● **Your assignment**: Only these lines of the data below are wanted: the one with "and hands back", the one with "subscriber: Arc<dyn CirculationEventHandler>);", and any lines between them, each repeated exactly.

● **Extracted information**:

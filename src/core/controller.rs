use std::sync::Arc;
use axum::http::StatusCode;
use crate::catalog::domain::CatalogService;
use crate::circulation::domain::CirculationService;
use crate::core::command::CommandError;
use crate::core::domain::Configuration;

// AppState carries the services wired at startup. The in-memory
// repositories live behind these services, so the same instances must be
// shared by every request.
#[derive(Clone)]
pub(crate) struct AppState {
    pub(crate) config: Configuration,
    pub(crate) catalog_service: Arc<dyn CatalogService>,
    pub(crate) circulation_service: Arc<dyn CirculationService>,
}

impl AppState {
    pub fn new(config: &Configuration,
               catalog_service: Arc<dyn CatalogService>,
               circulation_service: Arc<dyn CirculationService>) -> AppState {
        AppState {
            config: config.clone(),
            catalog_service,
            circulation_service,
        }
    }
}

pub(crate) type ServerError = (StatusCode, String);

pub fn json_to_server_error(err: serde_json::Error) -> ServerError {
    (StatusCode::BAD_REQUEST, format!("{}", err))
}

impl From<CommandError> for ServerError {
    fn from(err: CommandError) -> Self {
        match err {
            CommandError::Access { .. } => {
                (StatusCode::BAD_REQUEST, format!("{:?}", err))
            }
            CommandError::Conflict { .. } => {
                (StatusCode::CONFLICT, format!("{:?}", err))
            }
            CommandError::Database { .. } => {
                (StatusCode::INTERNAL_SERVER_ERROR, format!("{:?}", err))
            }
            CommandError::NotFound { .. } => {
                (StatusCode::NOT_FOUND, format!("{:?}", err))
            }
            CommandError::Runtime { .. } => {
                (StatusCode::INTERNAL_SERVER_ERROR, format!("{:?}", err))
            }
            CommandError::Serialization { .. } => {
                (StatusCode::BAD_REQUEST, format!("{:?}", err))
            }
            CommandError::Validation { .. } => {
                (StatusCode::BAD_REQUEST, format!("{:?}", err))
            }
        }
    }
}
* * *
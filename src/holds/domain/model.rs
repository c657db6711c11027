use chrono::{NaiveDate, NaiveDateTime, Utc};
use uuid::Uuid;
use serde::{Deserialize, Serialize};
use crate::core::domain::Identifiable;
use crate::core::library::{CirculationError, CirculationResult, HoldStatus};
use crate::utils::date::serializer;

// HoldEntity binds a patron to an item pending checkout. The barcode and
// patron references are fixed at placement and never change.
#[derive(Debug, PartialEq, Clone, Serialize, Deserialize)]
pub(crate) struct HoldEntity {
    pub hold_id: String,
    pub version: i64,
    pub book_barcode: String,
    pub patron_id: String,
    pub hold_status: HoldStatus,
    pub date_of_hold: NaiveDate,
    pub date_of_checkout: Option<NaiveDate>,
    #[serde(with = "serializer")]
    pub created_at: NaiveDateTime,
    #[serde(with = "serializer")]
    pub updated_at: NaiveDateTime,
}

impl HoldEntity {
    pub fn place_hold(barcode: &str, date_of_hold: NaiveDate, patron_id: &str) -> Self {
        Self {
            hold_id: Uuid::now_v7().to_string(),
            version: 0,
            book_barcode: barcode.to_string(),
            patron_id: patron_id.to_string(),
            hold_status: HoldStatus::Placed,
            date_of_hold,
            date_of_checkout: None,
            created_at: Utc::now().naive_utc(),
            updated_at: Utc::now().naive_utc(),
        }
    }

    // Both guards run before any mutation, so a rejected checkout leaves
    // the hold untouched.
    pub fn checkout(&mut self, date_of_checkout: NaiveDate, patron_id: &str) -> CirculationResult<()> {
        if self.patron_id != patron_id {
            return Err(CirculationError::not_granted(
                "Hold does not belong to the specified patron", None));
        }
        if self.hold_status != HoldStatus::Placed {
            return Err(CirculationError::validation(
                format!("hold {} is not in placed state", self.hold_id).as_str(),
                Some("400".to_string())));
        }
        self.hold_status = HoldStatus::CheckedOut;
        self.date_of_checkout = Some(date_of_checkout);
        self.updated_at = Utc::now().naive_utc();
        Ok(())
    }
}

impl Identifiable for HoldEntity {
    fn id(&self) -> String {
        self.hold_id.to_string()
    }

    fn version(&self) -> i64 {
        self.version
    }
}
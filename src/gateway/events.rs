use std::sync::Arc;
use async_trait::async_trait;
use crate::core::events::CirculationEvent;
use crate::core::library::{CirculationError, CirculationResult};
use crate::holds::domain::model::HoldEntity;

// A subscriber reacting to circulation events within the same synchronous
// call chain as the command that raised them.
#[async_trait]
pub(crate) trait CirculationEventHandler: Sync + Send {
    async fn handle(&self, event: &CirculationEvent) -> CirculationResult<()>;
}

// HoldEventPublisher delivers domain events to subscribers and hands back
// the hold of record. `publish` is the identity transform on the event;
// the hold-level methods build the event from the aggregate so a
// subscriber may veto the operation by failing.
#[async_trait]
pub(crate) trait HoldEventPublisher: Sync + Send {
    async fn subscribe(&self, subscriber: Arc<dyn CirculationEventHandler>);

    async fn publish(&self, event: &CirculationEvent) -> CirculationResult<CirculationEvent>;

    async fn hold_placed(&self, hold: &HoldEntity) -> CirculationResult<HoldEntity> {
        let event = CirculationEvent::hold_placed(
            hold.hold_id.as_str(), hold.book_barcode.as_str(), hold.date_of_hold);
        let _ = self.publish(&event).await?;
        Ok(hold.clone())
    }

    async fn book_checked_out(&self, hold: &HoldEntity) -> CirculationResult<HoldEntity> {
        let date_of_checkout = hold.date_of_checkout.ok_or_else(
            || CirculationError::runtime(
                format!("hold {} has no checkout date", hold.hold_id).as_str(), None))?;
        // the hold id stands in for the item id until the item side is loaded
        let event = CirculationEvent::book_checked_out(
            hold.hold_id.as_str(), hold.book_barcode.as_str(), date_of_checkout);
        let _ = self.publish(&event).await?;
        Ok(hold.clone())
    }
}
* * *
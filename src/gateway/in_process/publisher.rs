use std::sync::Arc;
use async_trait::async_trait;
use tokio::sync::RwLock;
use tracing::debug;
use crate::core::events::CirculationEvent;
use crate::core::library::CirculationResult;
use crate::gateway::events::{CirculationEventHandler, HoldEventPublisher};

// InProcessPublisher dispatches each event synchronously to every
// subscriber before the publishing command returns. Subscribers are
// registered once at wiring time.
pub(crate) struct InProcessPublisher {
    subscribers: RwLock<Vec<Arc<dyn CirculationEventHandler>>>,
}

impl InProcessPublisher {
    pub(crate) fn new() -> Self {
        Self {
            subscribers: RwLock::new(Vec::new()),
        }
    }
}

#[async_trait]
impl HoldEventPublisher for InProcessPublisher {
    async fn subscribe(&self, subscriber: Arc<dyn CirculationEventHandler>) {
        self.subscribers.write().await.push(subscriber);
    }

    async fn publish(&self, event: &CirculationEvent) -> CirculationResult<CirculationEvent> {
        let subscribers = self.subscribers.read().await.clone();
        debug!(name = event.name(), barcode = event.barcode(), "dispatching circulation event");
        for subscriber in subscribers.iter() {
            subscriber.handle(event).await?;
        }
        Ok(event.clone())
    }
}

● **Response box**:
// HoldEventPublisher delivers domain events to subscribers and hands back
// the hold of record. `publish` is the identity transform on the event;
// the hold-level methods build the event from the aggregate so a
// subscriber may veto the operation by failing.
#[async_trait]
pub(crate) trait HoldEventPublisher: Sync + Send {
    async fn subscribe(&self, subscriber: Arc<dyn CirculationEventHandler>);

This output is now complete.